Being an Irish writer is no easy thing. Who would envy a young novelist sitting down, squint-eyed and daunted, trying to write in the half-light created by the shadows of literary giants on an island where they seem to be particularly prevalent?
While the anxiety of influence can affect writers of any nationality, there is something especially onerous about inhabiting a national literary scene where the apex influence is a certain Mr.James Joyce. Both a cause for the illogical phenomena of national literary pride and an ogre who must be slain in order to proceed as a writer, what does one do with a problem like Joyce?
Well if you’re Eimear Mc Bride you write your debut novel in the stream of consciousness style made famous in Ulysess, acquit yourself with panache, and become a potential literary sensation. Problem solved.
A Girl Is A Half formed Thing by Eimear Mc Bride is as ballsy as it is brilliant. It tells the story of a marginalised unnamed protagonist who lives in an equally anonymous small Irish town; or rather it puts us behind her eyeballs and in her head. We get to experience her life from the age of two years old to the age of twenty.

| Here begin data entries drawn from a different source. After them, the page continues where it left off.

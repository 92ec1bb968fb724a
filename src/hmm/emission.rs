use ndarray::{ArrayView1, ArrayView2, ArrayViewMut2, Zip};

use super::model::Hmm;

/// Smallest value a mixture density may take, so its logarithm stays finite.
/// NaN passes through unchanged.
pub const MIN_DENSITY: f64 = f64::MIN_POSITIVE;

const LN_2PI: f64 = 1.8378770664093453;

/// Observation density of a model state at one frame.
pub trait Emission {

    fn nstates(&self) -> usize;

    fn dim(&self) -> usize;

    fn density(&self, state: usize, frame: ArrayView1<f64>) -> f64;

    fn log_density(&self, state: usize, frame: ArrayView1<f64>) -> f64 {
        self.density(state, frame).ln()
    }

    /// Fills `out[t][s]` with the density of state `s` at frame `t`.
    fn emission_table(&self, frames: ArrayView2<f64>, mut out: ArrayViewMut2<f64>) {
        for (frame, mut row) in frames.outer_iter().zip(out.outer_iter_mut()) {
            for state in 0..self.nstates() {
                row[state] = self.density(state, frame);
            }
        }
    }
}

/// Product of independent univariate Gaussians, computed as the exponential
/// of the summed log terms.
pub fn gaussian(frame: ArrayView1<f64>, mean: ArrayView1<f64>, variance: ArrayView1<f64>) -> f64 {
    let mut exponent = 0.0;
    Zip::from(&frame).and(&mean).and(&variance).for_each(|&x, &mu, &var| {
        let diff = x - mu;
        exponent -= 0.5 * (LN_2PI + var.ln() + diff * diff / var);
    });
    exponent.exp()
}

impl Hmm {

    pub fn component_density(&self, state: usize, mix: usize, frame: ArrayView1<f64>) -> f64 {
        gaussian(frame, self.mean(state, mix), self.variance(state, mix))
    }
}

impl Emission for Hmm {

    fn nstates(&self) -> usize {
        Hmm::nstates(self)
    }

    fn dim(&self) -> usize {
        Hmm::dim(self)
    }

    fn density(&self, state: usize, frame: ArrayView1<f64>) -> f64 {
        let mut p = 0.0;
        for mix in 0..self.nmix() {
            p += self.weights[[state, mix]] * self.component_density(state, mix, frame);
        }
        if p < MIN_DENSITY { MIN_DENSITY } else { p }
    }
}

#[cfg(test)]
mod tests {
    use super::*;
    use approx::assert_relative_eq;
    use ndarray::{array, Array2};

    #[test]
    fn standard_normal_peak() {
        let x = array![0.0];
        let p = gaussian(x.view(), array![0.0].view(), array![1.0].view());
        assert_relative_eq!(p, 1.0 / (2.0 * std::f64::consts::PI).sqrt(), max_relative = 1e-12);
    }

    #[test]
    fn diagonal_density_factorizes() {
        let x = array![0.5, -1.0];
        let p = gaussian(x.view(), array![0.0, 0.0].view(), array![1.0, 4.0].view());
        let p0 = gaussian(array![0.5].view(), array![0.0].view(), array![1.0].view());
        let p1 = gaussian(array![-1.0].view(), array![0.0].view(), array![4.0].view());
        assert_relative_eq!(p, p0 * p1, max_relative = 1e-12);
    }

    #[test]
    fn mixture_is_weighted_sum_and_floored() {
        let mut hmm = Hmm::new(1, 2, 1);
        hmm.weights[[0, 0]] = 0.25;
        hmm.weights[[0, 1]] = 0.75;
        hmm.means[[0, 1, 0]] = 2.0;
        let x = array![1.0];
        let expected = 0.25 * hmm.component_density(0, 0, x.view()) + 0.75 * hmm.component_density(0, 1, x.view());
        assert_relative_eq!(hmm.density(0, x.view()), expected, max_relative = 1e-12);

        let far = array![1.0e6];
        assert_eq!(hmm.density(0, far.view()), MIN_DENSITY);
        assert!(hmm.log_density(0, far.view()).is_finite());
    }

    #[test]
    fn nan_density_is_not_floored() {
        let mut hmm = Hmm::new(1, 1, 1);
        hmm.variances[[0, 0, 0]] = f64::NAN;
        assert!(hmm.density(0, array![0.0].view()).is_nan());
    }

    #[test]
    fn table_matches_density() {
        let mut hmm = Hmm::new(2, 1, 1);
        hmm.means[[1, 0, 0]] = 3.0;
        let frames = array![[0.0], [3.0], [1.0]];
        let mut table = Array2::zeros((3, 2));
        hmm.emission_table(frames.view(), table.view_mut());
        for t in 0..3 {
            for s in 0..2 {
                assert_eq!(table[[t, s]], hmm.density(s, frames.row(t)));
            }
        }
    }
}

As her lifetime unfolds we witness her relationships and the pressures they exude on her. Abandoned by a feckless father and raised by her overly pious and religiose mother, the protagonist struggles to find her place in the world.
Respite comes in the form of an older brother who she adores, a young man much affected by a childhood brain tumour and the procedures it necessitated. We soon discover her brother has not been left untouched by his childhood trauma, and is in the colloquialism of the town a little “slow”.
The hero-worship she felt for him as a child soon subsides giving way to teenage self-consciousness as she realises that he is never going to be able to be the “normal” brother she needs. Torn between embarrassment and love, this relationship is at the core of the novel.
While her childhood is not exactly a bed of roses, things take a darker when she hits her teens and a visiting uncle takes an unhealthy interest in her. After she is abused by him she makes the mistake of confusing victimhood with control and acts out accordingly acquiring a “reputation” in the process.
Although she eventually escapes the confines of small town life and moves to the city to study, she cannot leave her experiences behind. She continues to enact her destructive sexuality, both with strangers and the uncle who originally abused her.
Her rejection of religion and small town life is not presented naively as a clean solution to all of her problems, as is the common scenario in the “small town girl moves to the big city” genre. Instead we get a convincing and sympathetic portrait of a damaged individual unanchored and alone. Seeking respite in sex and alcohol she finds herself trapped in an escalating spiral of self-loathing.
The most striking feature of A Girl Is A Half formed Thing is the virtuosic use of language employed by the author to tell the tale. Mc Bride is like a potter moulding malleable language into the form she requires to express what is necessary at that moment.
Her stream of consciousness style so convincingly approximates the fluidity of thought at times I forgot I was a reader and felt I actually inhabited the head of the character that Mc Bride had constructed. Initially some readers may find the style off-putting but if you stick with it the result is worth it. A Girl Is A Half formed Thing is a promisingly powerful debut and I look forward to more from Mc Bride.